I'm going crazy, I created a file object, so it can be read with ObjectInputStream, and I placed the assets folder. The method works with a file smaller than 1M, and give error with larger files. I read that is a limit of Android platform, but I also know that can be "easily" avoided. Those who have downloaded the game Reging Thunder, for example, can easily see that in their assets folder is a file 18.9M large. This is my code for read 1 object from a ObjecInputStream
File f = File.createTempFile("mytempfile", "dat"); FileOutputStream fos = new FileOutputStream(f); InputStream is = mc.getAssets().open(path,3); ObjectInputStream ois=new ObjectInputStream(is); byte[] data = (byte[]) ois.readObject(); fos.write(data); fos.flush(); fos.close(); ois.close(); is.close();
now I have an uncompressed file and I can use it without worrying about the error "This file can not be opened as a file descriptor; it is probably compressed"
This function works well with files smaller than 1M, with bigger files return an java.io.IOException on line "ObjectInputStream ois=new ObjectInputStream(is);"
why??
Faced the same issue. I've cut up my 4MB file into 1 MB chunks, and on the first run I join the chunks into a data folder on the phone. As an added bonus, the APK is properly compressed. The chunk files are called 1.db, 2.db, etc. The code goes like this:
File Path = Ctxt.getDir("Data", 0); File DBFile = new File(Path, "database.db"); if(!DBFile.exists() || DatabaseNeedsUpgrade) //Need to copy... CopyDatabase(Ctxt, DBFile); static private void CopyDatabase(Context Ctxt, File DBFile) throws IOException { AssetManager assets = Ctxt.getAssets(); OutputStream outstream = new FileOutputStream(DBFile); DBFile.createNewFile(); byte []b = new byte[1024]; int i, r; String []assetfiles = assets.list(""); Arrays.sort(assetfiles); for(i=1;i<10;i++) //I have definitely less than 10 files; you might have more { String partname = String.format("%d.db", i); if(Arrays.binarySearch(assetfiles, partname) < 0) //No such file in assets - time to quit the loop break; InputStream instream = assets.open(partname); while((r = instream.read(b)) != -1) outstream.write(b, 0, r); instream.close(); } outstream.close(); }
The limitation is on compressed assets. If the asset is uncompressed, the system can memory-map the file data and use the Linux virtual memory paging system to pull in or discard 4K chunks as appropriate. (The "zipalign" tool ensures that uncompressed assets are word-aligned in the file, which means they'll also be aligned in memory when directly mapped.)

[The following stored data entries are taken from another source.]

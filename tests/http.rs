use once_cell::sync::Lazy;
use reqwest::{Client, StatusCode};
use serde::Deserialize;
use std::net::TcpListener;
use std::process::{Child, Command, Stdio};
use std::sync::Arc;
use std::time::{Duration, Instant};
use tokio::sync::Mutex;
use tokio::time::sleep;

#[derive(Debug, Deserialize)]
struct Summary {
    total_days: usize,
    total_entries: usize,
}

#[derive(Debug, Deserialize)]
struct Share {
    label: String,
    count: usize,
    percent: f64,
}

#[derive(Debug, Deserialize)]
struct Locations {
    total_visits: usize,
    frequent: Vec<Share>,
    single_visit: Vec<String>,
}

#[derive(Debug, Deserialize)]
struct Point {
    date: String,
    value: f64,
}

#[derive(Debug, Deserialize)]
struct Report {
    summary: Summary,
    meals: Vec<Share>,
    satisfaction_daily: Vec<Point>,
    locations: Locations,
}

#[derive(Debug, Deserialize)]
struct WeekGroup {
    week_start: String,
    week_number: i64,
}

#[derive(Debug, Deserialize)]
struct WeekView {
    view: String,
    groups: Vec<WeekGroup>,
}

struct TestServer {
    base_url: String,
    child: Child,
}

impl Drop for TestServer {
    fn drop(&mut self) {
        let _ = self.child.kill();
        let _ = self.child.wait();
    }
}

static SERVER: Lazy<Mutex<Option<Arc<TestServer>>>> = Lazy::new(|| Mutex::new(None));

const FIXTURE: &str = r#"[
  {"date": "2025-11-11", "exactTime": "12:30", "timeOfDay": "Noon", "category": "food",
   "specificLocation": "Cafe", "satisfaction": 8},
  {"date": "2025-11-10", "exactTime": "08:00", "timeOfDay": "Morning", "category": "Food",
   "specificLocation": "Cafe", "satisfaction": "6"},
  {"date": "2025-11-10", "exactTime": "19:00", "timeOfDay": "Evening", "category": "walk",
   "specificLocation": "Park", "satisfaction": "n/a"},
  {"date": "2025-11-18", "exactTime": "09:15", "timeOfDay": "Morning", "category": "food",
   "specificLocation": "nyc", "nycLocation": "Chelsea", "satisfaction": null}
]"#;

#[cfg(unix)]
mod cleanup {
    use std::sync::atomic::{AtomicI32, Ordering};
    use std::sync::Once;

    static REGISTER: Once = Once::new();
    static PID: AtomicI32 = AtomicI32::new(0);

    pub fn register(pid: u32) {
        REGISTER.call_once(|| {
            PID.store(pid as i32, Ordering::SeqCst);
            unsafe {
                libc::atexit(on_exit);
            }
        });
    }

    extern "C" fn on_exit() {
        let pid = PID.load(Ordering::SeqCst);
        if pid > 0 {
            unsafe {
                libc::kill(pid, libc::SIGTERM);
            }
        }
    }
}

fn pick_free_port() -> u16 {
    let listener = TcpListener::bind("127.0.0.1:0").expect("bind random port");
    let port = listener.local_addr().unwrap().port();
    drop(listener);
    port
}

fn write_fixture() -> String {
    let nanos = std::time::SystemTime::now()
        .duration_since(std::time::UNIX_EPOCH)
        .unwrap()
        .as_nanos();
    let mut path = std::env::temp_dir();
    path.push(format!("photo_diary_http_{}_{}.json", std::process::id(), nanos));
    std::fs::write(&path, FIXTURE).expect("write fixture");
    path.to_string_lossy().to_string()
}

async fn wait_until_ready(base_url: &str) {
    let client = Client::new();
    let deadline = Instant::now() + Duration::from_secs(3);
    loop {
        if let Ok(resp) = client.get(format!("{base_url}/api/stats")).send().await {
            if resp.status().is_success() {
                return;
            }
        }
        if Instant::now() > deadline {
            panic!("server did not become ready");
        }
        sleep(Duration::from_millis(100)).await;
    }
}

async fn spawn_server() -> TestServer {
    let port = pick_free_port();
    let data_path = write_fixture();
    let child = Command::new(env!("CARGO_BIN_EXE_photo_diary"))
        .env("PORT", port.to_string())
        .env("APP_DATA_PATH", data_path)
        .env("RUST_LOG", "info")
        .stdout(Stdio::inherit())
        .stderr(Stdio::inherit())
        .spawn()
        .expect("failed to spawn server");

    #[cfg(unix)]
    cleanup::register(child.id());

    let base_url = format!("http://127.0.0.1:{port}");
    wait_until_ready(&base_url).await;

    TestServer { base_url, child }
}

async fn shared_server() -> Arc<TestServer> {
    let mut guard = SERVER.lock().await;
    if let Some(server) = guard.as_ref() {
        return Arc::clone(server);
    }
    let server = Arc::new(spawn_server().await);
    *guard = Some(Arc::clone(&server));
    server
}

#[tokio::test]
async fn http_stats_aggregates_fixture() {
    let server = shared_server().await;
    let report: Report = Client::new()
        .get(format!("{}/api/stats", server.base_url))
        .send()
        .await
        .unwrap()
        .json()
        .await
        .unwrap();

    assert_eq!(report.summary.total_days, 3);
    assert_eq!(report.summary.total_entries, 4);

    let breakfast = &report.meals[0];
    assert_eq!(breakfast.label, "Breakfast");
    assert_eq!(breakfast.count, 2);
    assert_eq!(breakfast.percent, 66.7);

    let dates: Vec<&str> = report
        .satisfaction_daily
        .iter()
        .map(|point| point.date.as_str())
        .collect();
    assert_eq!(dates, ["2025-11-10", "2025-11-11"]);
    assert_eq!(report.satisfaction_daily[0].value, 6.0);

    assert_eq!(report.locations.total_visits, 4);
    assert_eq!(report.locations.frequent[0].label, "Cafe");
    assert_eq!(report.locations.frequent[0].count, 2);
    assert_eq!(report.locations.single_visit, ["Park", "NYC · Chelsea"]);
}

#[tokio::test]
async fn http_calendar_weeks_are_numbered() {
    let server = shared_server().await;
    let client = Client::new();

    let weeks: WeekView = client
        .get(format!("{}/api/calendar?view=weeks", server.base_url))
        .send()
        .await
        .unwrap()
        .json()
        .await
        .unwrap();
    assert_eq!(weeks.view, "weeks");
    let numbers: Vec<(&str, i64)> = weeks
        .groups
        .iter()
        .map(|week| (week.week_start.as_str(), week.week_number))
        .collect();
    assert_eq!(numbers, [("2025-11-10", 10), ("2025-11-17", 11)]);

    let bad = client
        .get(format!("{}/api/calendar?view=months", server.base_url))
        .send()
        .await
        .unwrap();
    assert_eq!(bad.status(), StatusCode::BAD_REQUEST);
}

#[tokio::test]
async fn http_unknown_location_group_is_not_found() {
    let server = shared_server().await;
    let client = Client::new();

    let found = client
        .get(format!("{}/api/locations/group", server.base_url))
        .query(&[("label", "Cafe")])
        .send()
        .await
        .unwrap();
    assert!(found.status().is_success());

    let missing = client
        .get(format!("{}/api/locations/group", server.base_url))
        .query(&[("label", "Moon")])
        .send()
        .await
        .unwrap();
    assert_eq!(missing.status(), StatusCode::NOT_FOUND);
}

#[tokio::test]
async fn http_index_renders_dashboard() {
    let server = shared_server().await;
    let html = Client::new()
        .get(format!("{}/", server.base_url))
        .send()
        .await
        .unwrap()
        .text()
        .await
        .unwrap();

    assert!(html.contains("Mon, Nov 10"));
    assert!(html.contains("Cafe (2)"));
    assert!(html.contains("NYC · Chelsea"));
}
use photo_diary::{load_entries, resolve_data_path, router, AppState, VizConfig};
use std::{env, net::SocketAddr};
use tracing::info;
use tracing_subscriber::{fmt, EnvFilter};

#[tokio::main]
async fn main() -> Result<(), Box<dyn std::error::Error>> {
    fmt()
        .with_env_filter(EnvFilter::from_default_env().add_directive("info".parse()?))
        .init();

    let data_path = resolve_data_path();
    let entries = load_entries(&data_path).await;
    let state = AppState::new(entries, VizConfig::from_env());

    let port = env::var("PORT")
        .ok()
        .and_then(|value| value.parse::<u16>().ok())
        .unwrap_or(8080);
    let addr = SocketAddr::from(([0, 0, 0, 0], port));

    info!("listening on http://{addr}");
    let listener = tokio::net::TcpListener::bind(addr).await?;
    axum::serve(listener, router(state))
        .with_graceful_shutdown(shutdown_signal())
        .await?;

    Ok(())
}

async fn shutdown_signal() {
    if let Err(err) = tokio::signal::ctrl_c().await {
        tracing::error!("failed to listen for shutdown signal: {err}");
        std::future::pending::<()>().await;
    }
    info!("shutting down");
}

If the asset is compressed, the system has to uncompress the entire thing to memory. If you have a 20MB asset, that means 20MB of physical memory is tied up by your application.
Ideally the system would employ some sort of windowed compression, so that only parts need to be present, but that requires some fanciness in the asset API and a compression scheme that works well with random access. Right now APK == Zip with "deflate" compression, so that's not practical.
You can keep your assets uncompressed by giving them a suffix of a file type that doesn't get compressed (e.g. ".png" or ".mp3"). You may also be able to add them manually during the build process with "zip -0" instead of having them bundled up by aapt. This will likely increase the size of your APK.